Segment Open

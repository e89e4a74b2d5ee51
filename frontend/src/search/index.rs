//! In-memory site search.
//!
//! A [`SearchIndex`] holds the static catalog of places a visitor can jump
//! to. A [`SearchSession`] is the state of one open search box: the query,
//! its results and the keyboard cursor.

use std::rc::Rc;

use yew::functional::Reducible;

#[derive(Clone, Debug, PartialEq, Eq)]
pub struct NavigableEntry {
    pub title: String,
    /// `#id` for an in-page anchor, otherwise a site path.
    pub target: String,
    pub category: String,
}

impl NavigableEntry {
    pub fn new(title: impl Into<String>, target: impl Into<String>, category: impl Into<String>) -> Self {
        Self {
            title: title.into(),
            target: target.into(),
            category: category.into(),
        }
    }

    pub fn destination(&self) -> Destination<'_> {
        match self.target.strip_prefix('#') {
            Some(id) => Destination::Anchor(id),
            None => Destination::Path(&self.target),
        }
    }
}

#[derive(Clone, Copy, Debug, PartialEq, Eq)]
pub enum Destination<'a> {
    Anchor(&'a str),
    Path(&'a str),
}

#[derive(Clone, Debug, PartialEq, Eq)]
pub struct MatchResult {
    pub entry: NavigableEntry,
    /// Position of the entry's category in catalog declaration order.
    pub category_rank: usize,
}

impl MatchResult {
    pub fn title(&self) -> &str {
        &self.entry.title
    }

    pub fn category(&self) -> &str {
        &self.entry.category
    }
}

#[derive(Debug, PartialEq)]
pub struct SearchIndex {
    entries: Vec<NavigableEntry>,
    categories: Vec<String>,
}

impl SearchIndex {
    pub fn new(entries: Vec<NavigableEntry>) -> Self {
        let mut categories: Vec<String> = Vec::new();
        for entry in &entries {
            if !categories.contains(&entry.category) {
                categories.push(entry.category.clone());
            }
        }
        Self { entries, categories }
    }

    pub fn len(&self) -> usize {
        self.entries.len()
    }

    pub fn is_empty(&self) -> bool {
        self.entries.is_empty()
    }

    /// Case-insensitive title substring search. Results are grouped by
    /// category (declaration order) and keep catalog order inside a group.
    /// A blank query matches nothing.
    pub fn search(&self, query: &str) -> Vec<MatchResult> {
        if query.trim().is_empty() {
            return Vec::new();
        }
        let needle = query.to_lowercase();

        let mut results: Vec<MatchResult> = self
            .entries
            .iter()
            .filter(|entry| entry.title.to_lowercase().contains(&needle))
            .map(|entry| MatchResult {
                entry: entry.clone(),
                category_rank: self.category_rank(&entry.category),
            })
            .collect();
        results.sort_by_key(|result| result.category_rank);
        results
    }

    fn category_rank(&self, category: &str) -> usize {
        self.categories
            .iter()
            .position(|c| c == category)
            .unwrap_or(self.categories.len())
    }
}

/// Splits already-grouped results into `(category, [(flat index, result)])`
/// runs for rendering under headings.
pub fn group_by_category(results: &[MatchResult]) -> Vec<(&str, Vec<(usize, &MatchResult)>)> {
    let mut groups: Vec<(&str, Vec<(usize, &MatchResult)>)> = Vec::new();
    for (index, result) in results.iter().enumerate() {
        let continues = groups
            .last()
            .map_or(false, |(category, _)| *category == result.category());
        if !continues {
            groups.push((result.category(), Vec::new()));
        }
        if let Some((_, members)) = groups.last_mut() {
            members.push((index, result));
        }
    }
    groups
}

#[derive(Clone, Copy, Debug, PartialEq, Eq)]
pub enum Direction {
    Next,
    Previous,
}

/// Lets activation check whether an anchor exists on the current page.
pub trait DocumentProbe {
    fn has_anchor(&self, id: &str) -> bool;
}

#[derive(Clone, Debug, PartialEq, Eq)]
pub enum Activation {
    /// Scroll to the element with this id on the current page.
    ScrollTo(String),
    /// Route to another page.
    Navigate(String),
    /// The anchor is not on the current page; nothing happens.
    MissingAnchor(String),
}

pub fn activate(result: &MatchResult, probe: &impl DocumentProbe) -> Activation {
    match result.entry.destination() {
        Destination::Anchor(id) if probe.has_anchor(id) => Activation::ScrollTo(id.to_string()),
        Destination::Anchor(id) => Activation::MissingAnchor(id.to_string()),
        Destination::Path(path) => Activation::Navigate(path.to_string()),
    }
}

#[derive(Clone, Debug, PartialEq)]
pub struct SearchSession {
    index: Rc<SearchIndex>,
    pub is_open: bool,
    pub query: String,
    pub results: Vec<MatchResult>,
    /// `None` means nothing is selected.
    pub selected: Option<usize>,
}

impl SearchSession {
    pub fn new(index: Rc<SearchIndex>) -> Self {
        Self {
            index,
            is_open: false,
            query: String::new(),
            results: Vec::new(),
            selected: None,
        }
    }

    pub fn open(&mut self) {
        self.reset();
        self.is_open = true;
    }

    pub fn close(&mut self) {
        self.reset();
        self.is_open = false;
    }

    pub fn set_query(&mut self, query: String) {
        self.results = self.index.search(&query);
        self.query = query;
        self.selected = None;
    }

    /// Moves the cursor without wrapping. From "nothing selected" either
    /// direction lands on the first result.
    pub fn advance_selection(&mut self, direction: Direction) {
        let len = self.results.len();
        if len == 0 {
            self.selected = None;
            return;
        }
        self.selected = Some(match (direction, self.selected) {
            (_, None) => 0,
            (Direction::Next, Some(i)) => (i + 1).min(len - 1),
            (Direction::Previous, Some(i)) => i.saturating_sub(1),
        });
    }

    pub fn selected_result(&self) -> Option<&MatchResult> {
        self.selected.and_then(|i| self.results.get(i))
    }

    /// Activates the selected result, or the first one when nothing is selected.
    pub fn activate_selected(&self, probe: &impl DocumentProbe) -> Option<Activation> {
        self.selected_result()
            .or_else(|| self.results.first())
            .map(|result| activate(result, probe))
    }

    pub fn activate_index(&self, index: usize, probe: &impl DocumentProbe) -> Option<Activation> {
        self.results.get(index).map(|result| activate(result, probe))
    }

    fn reset(&mut self) {
        self.query.clear();
        self.results.clear();
        self.selected = None;
    }
}

pub enum SearchAction {
    Open,
    Close,
    Query(String),
    Advance(Direction),
    Select(usize),
}

impl Reducible for SearchSession {
    type Action = SearchAction;

    fn reduce(self: Rc<Self>, action: Self::Action) -> Rc<Self> {
        let mut next = (*self).clone();
        match action {
            SearchAction::Open => next.open(),
            SearchAction::Close => next.close(),
            SearchAction::Query(query) => next.set_query(query),
            SearchAction::Advance(direction) => next.advance_selection(direction),
            SearchAction::Select(index) if index < next.results.len() => next.selected = Some(index),
            SearchAction::Select(_) => return self,
        }
        Rc::new(next)
    }
}

#[cfg(test)]
mod tests {
    use super::*;

    struct FakeDocument(&'static [&'static str]);

    impl DocumentProbe for FakeDocument {
        fn has_anchor(&self, id: &str) -> bool {
            self.0.contains(&id)
        }
    }

    fn two_entry_catalog() -> Rc<SearchIndex> {
        Rc::new(SearchIndex::new(vec![
            NavigableEntry::new("About Us", "#about", "pages"),
            NavigableEntry::new("Web Development", "#services", "services"),
        ]))
    }

    fn mixed_catalog() -> SearchIndex {
        SearchIndex::new(vec![
            NavigableEntry::new("Design Process", "#about", "pages"),
            NavigableEntry::new("Brand Design", "#services", "services"),
            NavigableEntry::new("Design Team", "/team", "pages"),
            NavigableEntry::new("Interface Design Sprint", "#portfolio", "work"),
        ])
    }

    #[test]
    fn test_blank_query_matches_nothing() {
        let index = two_entry_catalog();
        assert!(index.search("").is_empty());
        assert!(index.search("   ").is_empty());
        assert!(index.search("\t\n").is_empty());
    }

    #[test]
    fn test_search_ignores_case() {
        let results = two_entry_catalog().search("WEB");
        assert_eq!(results.len(), 1);
        assert_eq!(results[0].title(), "Web Development");
    }

    #[test]
    fn test_results_grouped_in_declaration_order() {
        let index = mixed_catalog();
        let results = index.search("design");
        let titles: Vec<&str> = results.iter().map(|r| r.title()).collect();

        assert_eq!(
            titles,
            vec!["Design Process", "Design Team", "Brand Design", "Interface Design Sprint"]
        );
    }

    #[test]
    fn test_group_by_category_keeps_flat_indices() {
        let index = mixed_catalog();
        let results = index.search("design");
        let groups = group_by_category(&results);

        let shape: Vec<(&str, Vec<usize>)> = groups
            .iter()
            .map(|(category, members)| (*category, members.iter().map(|(i, _)| *i).collect()))
            .collect();
        assert_eq!(
            shape,
            vec![("pages", vec![0, 1]), ("services", vec![2]), ("work", vec![3])]
        );
    }

    #[test]
    fn test_no_match_is_empty() {
        assert!(mixed_catalog().search("zzz").is_empty());
    }

    #[test]
    fn test_selection_is_clamped() {
        let mut session = SearchSession::new(Rc::new(mixed_catalog()));
        session.set_query("design ".to_string());
        assert_eq!(session.results.len(), 3);

        session.selected = Some(0);
        for _ in 0..4 {
            session.advance_selection(Direction::Previous);
            assert_eq!(session.selected, Some(0));
        }
        for _ in 0..6 {
            session.advance_selection(Direction::Next);
        }
        assert_eq!(session.selected, Some(2));
    }

    #[test]
    fn test_selection_without_results_stays_empty() {
        let mut session = SearchSession::new(two_entry_catalog());
        session.advance_selection(Direction::Next);
        assert_eq!(session.selected, None);
    }

    #[test]
    fn test_open_and_close_reset_state() {
        let mut session = SearchSession::new(two_entry_catalog());
        session.open();
        session.set_query("ab".to_string());
        session.advance_selection(Direction::Next);
        assert_eq!(session.selected, Some(0));

        session.close();
        assert!(!session.is_open);
        assert!(session.query.is_empty());
        assert!(session.results.is_empty());
        assert_eq!(session.selected, None);

        session.set_query("web".to_string());
        session.open();
        assert!(session.is_open);
        assert!(session.results.is_empty());
    }

    #[test]
    fn test_search_then_activate_scrolls_to_anchor() {
        let mut session = SearchSession::new(two_entry_catalog());
        session.open();
        session.set_query("ab".to_string());

        assert_eq!(session.results.len(), 1);
        assert_eq!(session.results[0].title(), "About Us");

        let document = FakeDocument(&["about", "services"]);
        let activation = activate(&session.results[0], &document);
        assert_eq!(activation, Activation::ScrollTo("about".to_string()));
        assert_eq!(session.activate_selected(&document), Some(activation));
    }

    #[test]
    fn test_missing_anchor_is_reported() {
        let index = two_entry_catalog();
        let results = index.search("about");
        assert_eq!(
            activate(&results[0], &FakeDocument(&[])),
            Activation::MissingAnchor("about".to_string())
        );
    }

    #[test]
    fn test_path_targets_navigate() {
        let index = mixed_catalog();
        let results = index.search("team");
        assert_eq!(
            activate(&results[0], &FakeDocument(&["team"])),
            Activation::Navigate("/team".to_string())
        );
    }

    #[test]
    fn test_reducer_ignores_out_of_range_select() {
        let session = Rc::new(SearchSession::new(two_entry_catalog()));
        let next = session.clone().reduce(SearchAction::Select(3));
        assert!(Rc::ptr_eq(&session, &next));

        let next = next.reduce(SearchAction::Query("web".to_string()));
        let next = next.reduce(SearchAction::Select(0));
        assert_eq!(next.selected, Some(0));
        assert_eq!(next.activate_index(0, &FakeDocument(&["services"])), Some(Activation::ScrollTo("services".to_string())));
    }
}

Segment Closed

Task brief: Say how many lines in the entries include the string "contains", and write nothing besides that number.

Response to the task: 3